(Dataset entries)
• • • •
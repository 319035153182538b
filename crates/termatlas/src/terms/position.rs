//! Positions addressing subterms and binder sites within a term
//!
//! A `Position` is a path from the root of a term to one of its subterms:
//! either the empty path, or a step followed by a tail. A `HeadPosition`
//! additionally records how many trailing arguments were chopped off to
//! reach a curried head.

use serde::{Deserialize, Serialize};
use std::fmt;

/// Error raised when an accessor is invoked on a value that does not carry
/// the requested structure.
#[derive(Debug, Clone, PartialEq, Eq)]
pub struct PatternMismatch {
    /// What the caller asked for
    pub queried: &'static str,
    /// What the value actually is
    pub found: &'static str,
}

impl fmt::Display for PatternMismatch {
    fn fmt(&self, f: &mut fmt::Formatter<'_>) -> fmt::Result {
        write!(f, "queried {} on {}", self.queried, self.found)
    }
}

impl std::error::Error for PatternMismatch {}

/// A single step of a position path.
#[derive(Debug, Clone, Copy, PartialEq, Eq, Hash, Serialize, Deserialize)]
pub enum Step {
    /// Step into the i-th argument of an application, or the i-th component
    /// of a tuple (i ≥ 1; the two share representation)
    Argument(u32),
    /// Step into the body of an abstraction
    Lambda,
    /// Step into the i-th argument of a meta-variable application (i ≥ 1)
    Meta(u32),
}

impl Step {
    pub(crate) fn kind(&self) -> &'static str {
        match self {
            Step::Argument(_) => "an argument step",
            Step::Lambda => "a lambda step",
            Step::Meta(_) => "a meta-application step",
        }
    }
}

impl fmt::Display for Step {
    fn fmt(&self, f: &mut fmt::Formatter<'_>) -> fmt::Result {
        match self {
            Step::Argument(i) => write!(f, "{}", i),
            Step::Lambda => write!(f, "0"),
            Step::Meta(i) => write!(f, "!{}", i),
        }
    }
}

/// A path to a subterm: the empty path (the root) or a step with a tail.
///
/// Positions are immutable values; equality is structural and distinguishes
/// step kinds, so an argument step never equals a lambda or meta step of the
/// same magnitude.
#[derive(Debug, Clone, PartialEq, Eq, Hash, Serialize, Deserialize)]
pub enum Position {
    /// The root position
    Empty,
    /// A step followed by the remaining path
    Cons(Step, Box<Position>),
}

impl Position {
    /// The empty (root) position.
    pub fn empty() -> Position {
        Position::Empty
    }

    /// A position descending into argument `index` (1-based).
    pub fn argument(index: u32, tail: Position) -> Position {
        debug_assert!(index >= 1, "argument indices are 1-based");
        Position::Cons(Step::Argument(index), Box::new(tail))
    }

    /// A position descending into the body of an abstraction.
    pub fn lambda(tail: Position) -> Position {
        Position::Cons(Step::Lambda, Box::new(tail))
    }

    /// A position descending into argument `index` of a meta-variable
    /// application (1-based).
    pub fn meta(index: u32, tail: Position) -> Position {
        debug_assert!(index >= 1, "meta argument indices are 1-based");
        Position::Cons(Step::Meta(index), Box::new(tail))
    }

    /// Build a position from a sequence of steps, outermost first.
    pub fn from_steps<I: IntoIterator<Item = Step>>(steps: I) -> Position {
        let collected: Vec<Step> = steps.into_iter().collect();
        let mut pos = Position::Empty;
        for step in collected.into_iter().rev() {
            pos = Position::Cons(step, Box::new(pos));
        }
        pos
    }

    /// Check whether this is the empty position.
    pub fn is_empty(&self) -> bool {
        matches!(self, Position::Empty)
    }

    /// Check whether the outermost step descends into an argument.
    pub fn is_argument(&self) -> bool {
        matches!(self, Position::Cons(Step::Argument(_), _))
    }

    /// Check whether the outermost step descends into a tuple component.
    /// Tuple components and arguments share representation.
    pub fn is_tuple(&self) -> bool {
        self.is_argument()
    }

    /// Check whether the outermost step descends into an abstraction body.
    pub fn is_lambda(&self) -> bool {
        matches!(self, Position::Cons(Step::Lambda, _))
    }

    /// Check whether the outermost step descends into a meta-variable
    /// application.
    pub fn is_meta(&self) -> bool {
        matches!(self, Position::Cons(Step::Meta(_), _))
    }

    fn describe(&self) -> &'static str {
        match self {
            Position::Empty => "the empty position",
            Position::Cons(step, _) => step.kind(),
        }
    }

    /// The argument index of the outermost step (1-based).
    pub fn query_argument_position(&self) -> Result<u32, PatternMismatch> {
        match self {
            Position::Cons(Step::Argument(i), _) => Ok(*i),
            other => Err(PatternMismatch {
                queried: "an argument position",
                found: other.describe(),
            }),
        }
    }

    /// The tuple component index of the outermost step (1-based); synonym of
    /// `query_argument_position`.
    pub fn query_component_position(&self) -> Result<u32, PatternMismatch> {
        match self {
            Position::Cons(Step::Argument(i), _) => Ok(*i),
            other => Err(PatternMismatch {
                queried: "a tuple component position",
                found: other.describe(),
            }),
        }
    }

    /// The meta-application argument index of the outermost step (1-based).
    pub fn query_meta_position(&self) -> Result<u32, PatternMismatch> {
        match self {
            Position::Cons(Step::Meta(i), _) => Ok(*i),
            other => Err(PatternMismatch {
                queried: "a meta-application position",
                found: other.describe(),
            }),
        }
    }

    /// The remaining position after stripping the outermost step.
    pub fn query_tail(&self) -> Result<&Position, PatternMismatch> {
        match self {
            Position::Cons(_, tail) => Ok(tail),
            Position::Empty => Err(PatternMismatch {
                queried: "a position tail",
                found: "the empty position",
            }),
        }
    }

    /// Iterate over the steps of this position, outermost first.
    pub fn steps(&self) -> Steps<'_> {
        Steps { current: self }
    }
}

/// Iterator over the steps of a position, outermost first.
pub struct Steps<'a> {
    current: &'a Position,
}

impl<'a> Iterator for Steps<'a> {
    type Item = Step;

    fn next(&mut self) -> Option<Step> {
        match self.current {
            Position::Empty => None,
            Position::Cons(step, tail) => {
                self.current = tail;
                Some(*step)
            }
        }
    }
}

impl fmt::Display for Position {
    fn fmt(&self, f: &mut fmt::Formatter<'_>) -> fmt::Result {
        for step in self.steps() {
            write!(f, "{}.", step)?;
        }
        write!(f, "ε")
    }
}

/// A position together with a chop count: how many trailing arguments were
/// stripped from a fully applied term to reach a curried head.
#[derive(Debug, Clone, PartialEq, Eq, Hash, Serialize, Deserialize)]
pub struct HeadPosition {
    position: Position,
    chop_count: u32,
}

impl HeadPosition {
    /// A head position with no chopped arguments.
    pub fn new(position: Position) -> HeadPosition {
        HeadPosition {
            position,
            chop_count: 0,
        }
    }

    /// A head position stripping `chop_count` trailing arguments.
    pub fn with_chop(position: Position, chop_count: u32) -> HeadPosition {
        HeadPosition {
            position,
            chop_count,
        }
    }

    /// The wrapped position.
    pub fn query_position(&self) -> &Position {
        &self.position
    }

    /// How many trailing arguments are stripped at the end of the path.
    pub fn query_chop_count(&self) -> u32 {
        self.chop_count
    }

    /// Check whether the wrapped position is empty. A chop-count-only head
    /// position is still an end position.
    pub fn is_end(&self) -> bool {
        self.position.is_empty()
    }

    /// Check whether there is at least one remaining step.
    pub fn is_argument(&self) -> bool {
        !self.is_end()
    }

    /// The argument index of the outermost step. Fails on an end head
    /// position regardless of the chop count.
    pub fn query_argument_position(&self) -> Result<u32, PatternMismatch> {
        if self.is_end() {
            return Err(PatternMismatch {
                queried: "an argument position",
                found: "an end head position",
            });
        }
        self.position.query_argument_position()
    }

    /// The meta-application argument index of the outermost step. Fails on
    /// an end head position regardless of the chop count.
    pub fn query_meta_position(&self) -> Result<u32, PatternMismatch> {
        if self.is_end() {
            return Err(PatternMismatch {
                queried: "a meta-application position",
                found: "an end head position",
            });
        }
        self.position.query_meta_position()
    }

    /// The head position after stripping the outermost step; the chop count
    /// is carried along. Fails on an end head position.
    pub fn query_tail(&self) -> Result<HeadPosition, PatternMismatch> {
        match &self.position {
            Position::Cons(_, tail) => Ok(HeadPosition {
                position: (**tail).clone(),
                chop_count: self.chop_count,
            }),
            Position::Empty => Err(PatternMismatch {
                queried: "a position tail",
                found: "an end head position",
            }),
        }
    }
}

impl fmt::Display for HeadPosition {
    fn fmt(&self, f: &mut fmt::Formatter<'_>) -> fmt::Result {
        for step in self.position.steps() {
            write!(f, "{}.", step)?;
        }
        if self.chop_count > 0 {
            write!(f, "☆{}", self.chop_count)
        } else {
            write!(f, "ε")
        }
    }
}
• • • •
* The task
Word for word, output the lines of the data from its first line through the line where "pub struct PatternMismatch" appears, and stop there.

* Reply to the task
repository 319035153182538b
filename crates/termatlas/src/terms/position.rs
//! Positions addressing subterms and binder sites within a term
//!
//! A `Position` is a path from the root of a term to one of its subterms:
//! either the empty path, or a step followed by a tail. A `HeadPosition`
//! additionally records how many trailing arguments were chopped off to
//! reach a curried head.

use serde::{Deserialize, Serialize};
use std::fmt;

/// Error raised when an accessor is invoked on a value that does not carry
/// the requested structure.
#[derive(Debug, Clone, PartialEq, Eq)]
pub struct PatternMismatch {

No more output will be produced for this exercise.